* _Exercise details_
Please report how many lines in these records contain the string "SIGINT", and give nothing besides the number.

---------- Data shown

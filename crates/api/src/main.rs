use std::net::{IpAddr, SocketAddr};
use std::sync::Arc;
use std::time::Duration;

use anyhow::Context;
use folio_api::background;
use folio_api::config::{LogFormat, ServerConfig};
use folio_api::engine::{AdmissionController, Dispatcher};
use folio_api::router::build_app_router;
use folio_api::state::AppState;
use folio_api::storage::LocalStorageSink;
use folio_api::ws::{self, WsManager};
use folio_core::caller::{CallerDirectory, StaticCallerDirectory};
use folio_core::quota::{InMemoryLedger, UsageLedger};
use folio_db::{PgCallerDirectory, PgUsageLedger};
use folio_pool::{CommandEngine, PoolRegistry};
use tokio_util::sync::CancellationToken;
use tracing_subscriber::{layer::SubscriberExt, util::SubscriberInitExt};

#[tokio::main]
async fn main() -> anyhow::Result<()> {
    dotenvy::dotenv().ok();

    let config = ServerConfig::from_env().context("Invalid configuration")?;
    init_tracing(config.log_format);

    // --- Caller directory and usage ledger ---
    let (db, directory, ledger): (
        Option<folio_db::DbPool>,
        Arc<dyn CallerDirectory>,
        Arc<dyn UsageLedger>,
    ) = match &config.database_url {
        Some(database_url) => {
            let pool = folio_db::create_pool(database_url)
                .await
                .context("Failed to connect to database")?;
            tracing::info!("Database connection pool created");

            folio_db::health_check(&pool)
                .await
                .context("Database health check failed")?;
            tracing::info!("Database health check passed");

            folio_db::run_migrations(&pool)
                .await
                .context("Failed to run database migrations")?;
            tracing::info!("Database migrations applied");

            (
                Some(pool.clone()),
                Arc::new(PgCallerDirectory::new(pool.clone())) as Arc<dyn CallerDirectory>,
                Arc::new(PgUsageLedger::new(pool)) as Arc<dyn UsageLedger>,
            )
        }
        None => {
            let directory =
                StaticCallerDirectory::parse(config.static_api_keys.as_deref().unwrap_or(""))
                    .context("Invalid STATIC_API_KEYS")?;
            tracing::warn!(
                keys = directory.len(),
                "DATABASE_URL not set, using static API keys and an in-memory usage ledger",
            );
            (
                None,
                Arc::new(directory) as Arc<dyn CallerDirectory>,
                Arc::new(InMemoryLedger::new()) as Arc<dyn UsageLedger>,
            )
        }
    };

    // --- Worker pools ---
    let engine = Arc::new(CommandEngine::new(config.engine.clone()));
    let pools = PoolRegistry::new(engine, config.pool.clone());
    let maintenance_handle = pools.start_maintenance();
    tracing::info!(
        min_size = config.pool.min_size,
        max_size = config.pool.max_size,
        binary = %config.engine.binary.display(),
        "Worker pool registry started",
    );

    // --- Admission and dispatch ---
    let admission = Arc::new(AdmissionController::new(ledger));
    tokio::fs::create_dir_all(&config.storage_dir)
        .await
        .with_context(|| format!("Failed to create {}", config.storage_dir.display()))?;
    let storage = Arc::new(LocalStorageSink::new(
        &config.storage_dir,
        &config.public_base_url,
    ));
    let dispatcher = Arc::new(Dispatcher::new(
        Arc::clone(&pools),
        Arc::clone(&admission),
        storage,
        config.dispatch.clone(),
    ));

    // --- Background tasks ---
    let background_cancel = CancellationToken::new();
    let prune_handle = tokio::spawn(background::rate_buckets::run(
        admission,
        background::rate_buckets::PRUNE_INTERVAL,
        background_cancel.clone(),
    ));

    let ws_manager = Arc::new(WsManager::new());
    let heartbeat_handle = ws::start_heartbeat(
        Arc::clone(&ws_manager),
        config.session.clone(),
        background_cancel.clone(),
    );

    // --- Router ---
    let config = Arc::new(config);
    let state = AppState {
        db,
        config: Arc::clone(&config),
        ws_manager: Arc::clone(&ws_manager),
        pools: Arc::clone(&pools),
        dispatcher,
        directory,
    };
    let app = build_app_router(state, &config).context("Failed to build router")?;

    // --- Start server ---
    let host = config
        .host
        .parse::<IpAddr>()
        .with_context(|| format!("Invalid HOST address '{}'", config.host))?;
    let addr = SocketAddr::new(host, config.port);
    tracing::info!(%addr, "Starting server");

    let listener = tokio::net::TcpListener::bind(addr)
        .await
        .with_context(|| format!("Failed to bind to {addr}"))?;

    axum::serve(listener, app)
        .with_graceful_shutdown(shutdown_signal())
        .await
        .context("Server error")?;

    // --- Post-shutdown cleanup ---
    tracing::info!("Server stopped accepting connections, cleaning up");
    let cleanup = async {
        let ws_count = ws_manager.connection_count().await;
        tracing::info!(ws_count, "Closing remaining sessions");
        ws_manager.shutdown_all().await;

        background_cancel.cancel();
        let _ = heartbeat_handle.await;
        let _ = prune_handle.await;
        tracing::info!("Background tasks stopped");

        pools.shutdown().await;
        let _ = maintenance_handle.await;
        tracing::info!("Worker pools shut down");
    };
    if tokio::time::timeout(Duration::from_secs(config.shutdown_timeout_secs), cleanup)
        .await
        .is_err()
    {
        tracing::warn!(
            timeout_secs = config.shutdown_timeout_secs,
            "Cleanup did not finish in time",
        );
    }

    tracing::info!("Graceful shutdown complete");
    Ok(())
}

fn init_tracing(format: LogFormat) {
    let filter = tracing_subscriber::EnvFilter::try_from_default_env()
        .unwrap_or_else(|_| "folio_api=debug,folio_pool=debug,tower_http=debug".into());
    let json = format == LogFormat::Json;

    tracing_subscriber::registry()
        .with(filter)
        .with(json.then(|| tracing_subscriber::fmt::layer().json()))
        .with((!json).then(tracing_subscriber::fmt::layer))
        .init();
}

/// Wait for a termination signal to initiate graceful shutdown.
///
/// Handles both SIGINT (Ctrl-C) and SIGTERM (on Unix) so the server
/// shuts down cleanly whether stopped interactively or by a process
/// manager (e.g. systemd, Docker, Kubernetes).
async fn shutdown_signal() {
    let ctrl_c = async {
        if let Err(e) = tokio::signal::ctrl_c().await {
            tracing::error!(error = %e, "Failed to install Ctrl-C handler");
            std::future::pending::<()>().await;
        }
    };

    #[cfg(unix)]
    let terminate = async {
        match tokio::signal::unix::signal(tokio::signal::unix::SignalKind::terminate()) {
            Ok(mut signal) => {
                signal.recv().await;
            }
            Err(e) => {
                tracing::error!(error = %e, "Failed to install SIGTERM handler");
                std::future::pending::<()>().await;
            }
        }
    };

    #[cfg(not(unix))]
    let terminate = std::future::pending::<()>();

    tokio::select! {
        () = ctrl_c => {
            tracing::info!("Received SIGINT (Ctrl-C), starting graceful shutdown");
        }
        () = terminate => {
            tracing::info!("Received SIGTERM, starting graceful shutdown");
        }
    }
}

--------------------

* _Exercise result_
2